(What you are asked to do) Every line below that holds the word "core" must be listed.

------ Records

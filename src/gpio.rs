//! GPIO contract between the blink core and the platform.
//!
//! The port hardware itself is supplied by the firmware SDK; this module
//! only defines the operations the core requires from it.

use crate::error::Error;

// - types --------------------------------------------------------------------

/// Index of a GPIO line on the platform port.
#[derive(Debug, Clone, Copy, PartialEq, Eq)]
#[cfg_attr(feature = "defmt", derive(defmt::Format))]
pub struct Pin(u8);

impl Pin {
    pub const fn new(index: u8) -> Self {
        Pin(index)
    }

    pub const fn index(self) -> u8 {
        self.0
    }
}

// - traits -------------------------------------------------------------------

/// Operations the core requires from the platform GPIO port.
///
/// Methods take `&self`: the port is driven from both the main flow and
/// interrupt context, so platform implementations go through interior
/// mutability. An index the port does not expose fails with
/// [`Error::InvalidPin`].
pub trait GpioPort {
    /// Configure `pin` as an output.
    fn enable_output(&self, pin: Pin) -> Result<(), Error>;

    /// Drive `pin` high.
    fn set(&self, pin: Pin) -> Result<(), Error>;

    /// Drive `pin` low.
    fn clear(&self, pin: Pin) -> Result<(), Error>;

    /// Invert the logical level of `pin`.
    fn toggle(&self, pin: Pin) -> Result<(), Error>;
}

impl<'a, G: GpioPort> GpioPort for &'a G {
    fn enable_output(&self, pin: Pin) -> Result<(), Error> {
        (**self).enable_output(pin)
    }

    fn set(&self, pin: Pin) -> Result<(), Error> {
        (**self).set(pin)
    }

    fn clear(&self, pin: Pin) -> Result<(), Error> {
        (**self).clear(pin)
    }

    fn toggle(&self, pin: Pin) -> Result<(), Error> {
        (**self).toggle(pin)
    }
}
//! Generic size-bounded LRU container.

use crate::{Error, ErrorContext, Result};
use lru::LruCache;
use serde::Serialize;
use std::hash::Hash;
use std::num::NonZeroUsize;
use std::sync::atomic::{AtomicU64, Ordering};
use std::sync::{Mutex, MutexGuard};
use std::time::Duration;
use tokio::time::Instant;

/// One stored value plus its access metadata.
#[derive(Debug, Clone)]
pub struct CacheEntry<K, V> {
    pub key: K,
    pub value: V,
    pub created_at: Instant,
    pub last_accessed: Instant,
    pub access_count: u64,
}

impl<K, V> CacheEntry<K, V> {
    fn new(key: K, value: V) -> Self {
        let now = Instant::now();
        Self {
            key,
            value,
            created_at: now,
            last_accessed: now,
            access_count: 0,
        }
    }

    pub fn age(&self) -> Duration {
        self.created_at.elapsed()
    }
}

#[derive(Debug, Clone, Default, PartialEq, Eq, Serialize)]
pub struct CacheStats {
    pub hits: u64,
    pub misses: u64,
    pub sets: u64,
    pub deletes: u64,
    pub evictions: u64,
}

impl CacheStats {
    pub fn hit_ratio(&self) -> f64 {
        let total = self.hits + self.misses;
        if total == 0 {
            0.0
        } else {
            self.hits as f64 / total as f64
        }
    }
}

#[derive(Default)]
struct AtomicStats {
    hits: AtomicU64,
    misses: AtomicU64,
    sets: AtomicU64,
    deletes: AtomicU64,
    evictions: AtomicU64,
}

impl AtomicStats {
    fn to_stats(&self) -> CacheStats {
        CacheStats {
            hits: self.hits.load(Ordering::Relaxed),
            misses: self.misses.load(Ordering::Relaxed),
            sets: self.sets.load(Ordering::Relaxed),
            deletes: self.deletes.load(Ordering::Relaxed),
            evictions: self.evictions.load(Ordering::Relaxed),
        }
    }
}

/// Least-recently-used cache with a hard capacity.
///
/// All mutation goes through one lock, so concurrent inserts of the same key
/// never lose an update. `get` refreshes recency; `has` does not.
pub struct BoundedCache<K: Hash + Eq, V> {
    inner: Mutex<LruCache<K, CacheEntry<K, V>>>,
    capacity: NonZeroUsize,
    stats: AtomicStats,
}

impl<K, V> BoundedCache<K, V>
where
    K: Hash + Eq + Clone,
    V: Clone,
{
    pub fn new(capacity: usize) -> Result<Self> {
        let capacity = NonZeroUsize::new(capacity).ok_or_else(|| {
            Error::configuration_with_context(
                "cache capacity must be at least 1",
                ErrorContext::new()
                    .with_field_path("capacity")
                    .with_source("bounded_cache"),
            )
        })?;
        Ok(Self {
            inner: Mutex::new(LruCache::new(capacity)),
            capacity,
            stats: AtomicStats::default(),
        })
    }

    fn lock(&self) -> MutexGuard<'_, LruCache<K, CacheEntry<K, V>>> {
        self.inner.lock().unwrap_or_else(|e| e.into_inner())
    }

    pub fn get(&self, key: &K) -> Option<V> {
        let mut inner = self.lock();
        match inner.get_mut(key) {
            Some(entry) => {
                entry.last_accessed = Instant::now();
                entry.access_count += 1;
                self.stats.hits.fetch_add(1, Ordering::Relaxed);
                Some(entry.value.clone())
            }
            None => {
                self.stats.misses.fetch_add(1, Ordering::Relaxed);
                None
            }
        }
    }

    /// Entry metadata without touching recency or counters.
    pub fn peek_entry(&self, key: &K) -> Option<CacheEntry<K, V>> {
        self.lock().peek(key).cloned()
    }

    /// Insert or replace. Returns the key evicted to make room, if any.
    pub fn set(&self, key: K, value: V) -> Option<K> {
        let mut inner = self.lock();
        self.stats.sets.fetch_add(1, Ordering::Relaxed);
        if let Some(entry) = inner.get_mut(&key) {
            *entry = CacheEntry::new(key, value);
            return None;
        }
        let evicted = inner
            .push(key.clone(), CacheEntry::new(key, value))
            .map(|(k, _)| k);
        if evicted.is_some() {
            self.stats.evictions.fetch_add(1, Ordering::Relaxed);
        }
        evicted
    }

    /// Return the cached value or build, store and return a new one.
    ///
    /// The lock is held while `build` runs, so two callers never build the
    /// same key concurrently. A failed build stores nothing.
    pub fn try_get_or_insert_with<F>(&self, key: K, build: F) -> Result<V>
    where
        F: FnOnce() -> Result<V>,
    {
        let mut inner = self.lock();
        if let Some(entry) = inner.get_mut(&key) {
            entry.last_accessed = Instant::now();
            entry.access_count += 1;
            self.stats.hits.fetch_add(1, Ordering::Relaxed);
            return Ok(entry.value.clone());
        }
        self.stats.misses.fetch_add(1, Ordering::Relaxed);
        let value = build()?;
        self.stats.sets.fetch_add(1, Ordering::Relaxed);
        if inner
            .push(key.clone(), CacheEntry::new(key, value.clone()))
            .is_some()
        {
            self.stats.evictions.fetch_add(1, Ordering::Relaxed);
        }
        Ok(value)
    }

    pub fn has(&self, key: &K) -> bool {
        self.lock().contains(key)
    }

    pub fn delete(&self, key: &K) -> bool {
        let removed = self.lock().pop(key).is_some();
        if removed {
            self.stats.deletes.fetch_add(1, Ordering::Relaxed);
        }
        removed
    }

    /// Drop every entry created more than `max_age` ago. Returns how many
    /// were removed.
    pub fn evict_older_than(&self, max_age: Duration) -> usize {
        let mut inner = self.lock();
        let stale: Vec<K> = inner
            .iter()
            .filter(|(_, e)| e.created_at.elapsed() > max_age)
            .map(|(k, _)| k.clone())
            .collect();
        for k in &stale {
            inner.pop(k);
        }
        self.stats
            .evictions
            .fetch_add(stale.len() as u64, Ordering::Relaxed);
        stale.len()
    }

    /// Keys from most to least recently used.
    pub fn keys(&self) -> Vec<K> {
        self.lock().iter().map(|(k, _)| k.clone()).collect()
    }

    pub fn len(&self) -> usize {
        self.lock().len()
    }

    pub fn is_empty(&self) -> bool {
        self.len() == 0
    }

    pub fn capacity(&self) -> usize {
        self.capacity.get()
    }

    pub fn clear(&self) {
        self.lock().clear();
    }

    pub fn stats(&self) -> CacheStats {
        self.stats.to_stats()
    }
}

#[cfg(test)]
mod tests {
    use super::*;

    #[test]
    fn test_zero_capacity_is_rejected() {
        assert!(BoundedCache::<String, u32>::new(0).is_err());
    }

    #[test]
    fn test_evicts_least_recently_used() {
        let cache = BoundedCache::new(3).unwrap();
        cache.set("a", 1);
        cache.set("b", 2);
        cache.set("c", 3);
        // refresh "a" so "b" becomes the candidate
        assert_eq!(cache.get(&"a"), Some(1));
        assert_eq!(cache.set("d", 4), Some("b"));
        assert_eq!(cache.len(), 3);
        assert!(!cache.has(&"b"));
        assert_eq!(cache.keys(), vec!["d", "a", "c"]);
        assert_eq!(cache.stats().evictions, 1);
    }

    #[test]
    fn test_overwrite_does_not_evict() {
        let cache = BoundedCache::new(2).unwrap();
        cache.set(1, "x");
        cache.set(2, "y");
        assert_eq!(cache.set(1, "z"), None);
        assert_eq!(cache.get(&1), Some("z"));
        assert_eq!(cache.len(), 2);
    }

    #[test]
    fn test_has_does_not_refresh_recency() {
        let cache = BoundedCache::new(2).unwrap();
        cache.set(1, ());
        cache.set(2, ());
        assert!(cache.has(&1));
        assert_eq!(cache.set(3, ()), Some(1));
    }

    #[test]
    fn test_access_metadata_and_hit_ratio() {
        let cache = BoundedCache::new(4).unwrap();
        cache.set("k", 10);
        cache.get(&"k");
        cache.get(&"k");
        cache.get(&"missing");
        let entry = cache.peek_entry(&"k").unwrap();
        assert_eq!(entry.access_count, 2);
        assert!(entry.last_accessed >= entry.created_at);
        let stats = cache.stats();
        assert_eq!((stats.hits, stats.misses), (2, 1));
        assert!((stats.hit_ratio() - 2.0 / 3.0).abs() < 1e-9);
    }

    #[test]
    fn test_delete_and_clear() {
        let cache = BoundedCache::new(4).unwrap();
        cache.set(1, 1);
        cache.set(2, 2);
        assert!(cache.delete(&1));
        assert!(!cache.delete(&1));
        cache.clear();
        assert!(cache.is_empty());
        assert_eq!(cache.capacity(), 4);
    }

    #[test]
    fn test_failed_build_stores_nothing() {
        let cache: BoundedCache<&str, u32> = BoundedCache::new(2).unwrap();
        assert!(cache
            .try_get_or_insert_with("k", || Err(Error::validation("nope")))
            .is_err());
        assert!(!cache.has(&"k"));
        assert_eq!(cache.try_get_or_insert_with("k", || Ok(5)).unwrap(), 5);
        assert_eq!(cache.try_get_or_insert_with("k", || Ok(9)).unwrap(), 5);
    }

    #[tokio::test(start_paused = true)]
    async fn test_evict_older_than() {
        let cache = BoundedCache::new(8).unwrap();
        cache.set("old", 1);
        tokio::time::advance(Duration::from_secs(10)).await;
        cache.set("new", 2);
        assert_eq!(cache.evict_older_than(Duration::from_secs(5)), 1);
        assert!(!cache.has(&"old"));
        assert!(cache.has(&"new"));
    }

    #[test]
    fn test_concurrent_set_get_respects_capacity() {
        let cache = std::sync::Arc::new(BoundedCache::<u64, u64>::new(8).unwrap());
        let mut handles = vec![];
        for t in 0..8u64 {
            let cache = std::sync::Arc::clone(&cache);
            handles.push(std::thread::spawn(move || {
                for i in 0..500u64 {
                    let key = t * 1_000 + i;
                    cache.set(key, i);
                    cache.get(&key);
                    assert!(cache.len() <= cache.capacity());
                }
            }));
        }
        for h in handles {
            h.join().unwrap();
        }
        let stats = cache.stats();
        assert_eq!(cache.len(), 8);
        assert_eq!(stats.sets, 4_000);
        // every key is distinct, so each set beyond capacity evicted exactly one entry
        assert_eq!(stats.evictions, stats.sets - cache.len() as u64);
        assert_eq!(stats.hits + stats.misses, 4_000);
    }
}
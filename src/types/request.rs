//! Request payload shared by all backends of one run.

use super::config::BackendConfig;
use serde::{Deserialize, Serialize};

#[derive(Debug, Clone, Default, PartialEq, Serialize, Deserialize)]
pub struct Request {
    pub message: String,
    #[serde(default)]
    pub context: Option<String>,
    #[serde(default)]
    pub system: Option<String>,
    #[serde(default)]
    pub temperature: Option<f32>,
    #[serde(default)]
    pub max_tokens: Option<u32>,
    /// Overrides `OrchestratorOptions::runs_per_backend` when set.
    #[serde(default)]
    pub runs: Option<u32>,
}

impl Request {
    pub fn new(message: impl Into<String>) -> Self {
        Self {
            message: message.into(),
            ..Default::default()
        }
    }

    pub fn with_context(mut self, context: impl Into<String>) -> Self {
        self.context = Some(context.into());
        self
    }

    pub fn with_system(mut self, system: impl Into<String>) -> Self {
        self.system = Some(system.into());
        self
    }

    pub fn with_temperature(mut self, t: f32) -> Self {
        self.temperature = Some(t);
        self
    }

    pub fn with_max_tokens(mut self, n: u32) -> Self {
        self.max_tokens = Some(n);
        self
    }

    pub fn with_runs(mut self, runs: u32) -> Self {
        self.runs = Some(runs);
        self
    }

    /// Request override wins over the backend's own tuning.
    pub fn effective_temperature(&self, backend: &BackendConfig) -> Option<f32> {
        self.temperature.or(backend.temperature)
    }

    pub fn effective_max_tokens(&self, backend: &BackendConfig) -> Option<u32> {
        self.max_tokens.or(backend.max_tokens)
    }

    /// Context and message folded into a single prompt for single-prompt formats.
    pub fn prompt(&self) -> String {
        match self.context.as_deref().filter(|c| !c.trim().is_empty()) {
            Some(ctx) => format!("{}\n\n{}", ctx, self.message),
            None => self.message.clone(),
        }
    }

    /// Very rough size estimate (~4 bytes per token) used for context-window checks.
    pub fn estimated_tokens(&self) -> usize {
        let bytes = self.message.len()
            + self.context.as_ref().map_or(0, |c| c.len())
            + self.system.as_ref().map_or(0, |s| s.len());
        (bytes + 3) / 4
    }
}
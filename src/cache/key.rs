//! Cache key generation.

use crate::types::{BackendConfig, Request};
use serde::{Deserialize, Serialize};
use sha2::{Digest, Sha256};
use std::collections::BTreeMap;

/// SHA-256 fingerprint of one (backend, request) pair.
#[derive(Debug, Clone, PartialEq, Eq, Hash, Serialize, Deserialize)]
pub struct CacheKey {
    pub hash: String,
    pub backend: Option<String>,
    pub model: Option<String>,
}

impl CacheKey {
    pub fn new(hash: impl Into<String>) -> Self {
        Self {
            hash: hash.into(),
            backend: None,
            model: None,
        }
    }

    pub fn with_backend(mut self, backend: impl Into<String>) -> Self {
        self.backend = Some(backend.into());
        self
    }

    pub fn with_model(mut self, model: impl Into<String>) -> Self {
        self.model = Some(model.into());
        self
    }

    pub fn as_str(&self) -> &str {
        &self.hash
    }
}

impl std::fmt::Display for CacheKey {
    fn fmt(&self, f: &mut std::fmt::Formatter<'_>) -> std::fmt::Result {
        write!(f, "{}", self.hash)
    }
}

impl From<&str> for CacheKey {
    fn from(s: &str) -> Self {
        Self::new(s)
    }
}

impl From<String> for CacheKey {
    fn from(s: String) -> Self {
        Self::new(s)
    }
}

pub struct CacheKeyGenerator {
    include_temperature: bool,
    salt: Option<String>,
}

impl CacheKeyGenerator {
    pub fn new() -> Self {
        Self {
            include_temperature: true,
            salt: None,
        }
    }

    pub fn with_salt(mut self, salt: impl Into<String>) -> Self {
        self.salt = Some(salt.into());
        self
    }

    /// Treat requests differing only in temperature as the same entry.
    pub fn ignore_temperature(mut self) -> Self {
        self.include_temperature = false;
        self
    }

    /// Key for `request` as `backend` would receive it. Overrides are
    /// resolved first, so a request override and the same backend default
    /// produce the same key.
    pub fn generate(&self, backend: &BackendConfig, request: &Request) -> CacheKey {
        let mut parts: BTreeMap<&str, String> = BTreeMap::new();
        parts.insert("backend", backend.name.clone());
        parts.insert("format", format!("{:?}", backend.format));
        if let Some(ref endpoint) = backend.endpoint {
            parts.insert("endpoint", endpoint.clone());
        }
        if let Some(ref model) = backend.model {
            parts.insert("model", model.clone());
        }
        if self.include_temperature {
            if let Some(t) = request.effective_temperature(backend) {
                parts.insert("temperature", format!("{:.2}", t));
            }
        }
        if let Some(n) = request.effective_max_tokens(backend) {
            parts.insert("max_tokens", n.to_string());
        }
        parts.insert("message", request.message.clone());
        if let Some(ref c) = request.context {
            parts.insert("context", c.clone());
        }
        if let Some(ref s) = request.system {
            parts.insert("system", s.clone());
        }
        if let Some(ref s) = self.salt {
            parts.insert("salt", s.clone());
        }

        let canonical = serde_json::to_string(&parts).unwrap_or_default();
        let mut hasher = Sha256::new();
        hasher.update(canonical.as_bytes());
        let hash: String = hasher
            .finalize()
            .iter()
            .map(|b| format!("{:02x}", b))
            .collect();

        let mut key = CacheKey::new(hash).with_backend(backend.name.clone());
        if let Some(ref m) = backend.model {
            key = key.with_model(m.clone());
        }
        key
    }
}

impl Default for CacheKeyGenerator {
    fn default() -> Self {
        Self::new()
    }
}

------------

(Your solution)
//! GPIO contract between the blink core and the platform.
//! only defines the operations the core requires from it.
/// Operations the core requires from the platform GPIO port.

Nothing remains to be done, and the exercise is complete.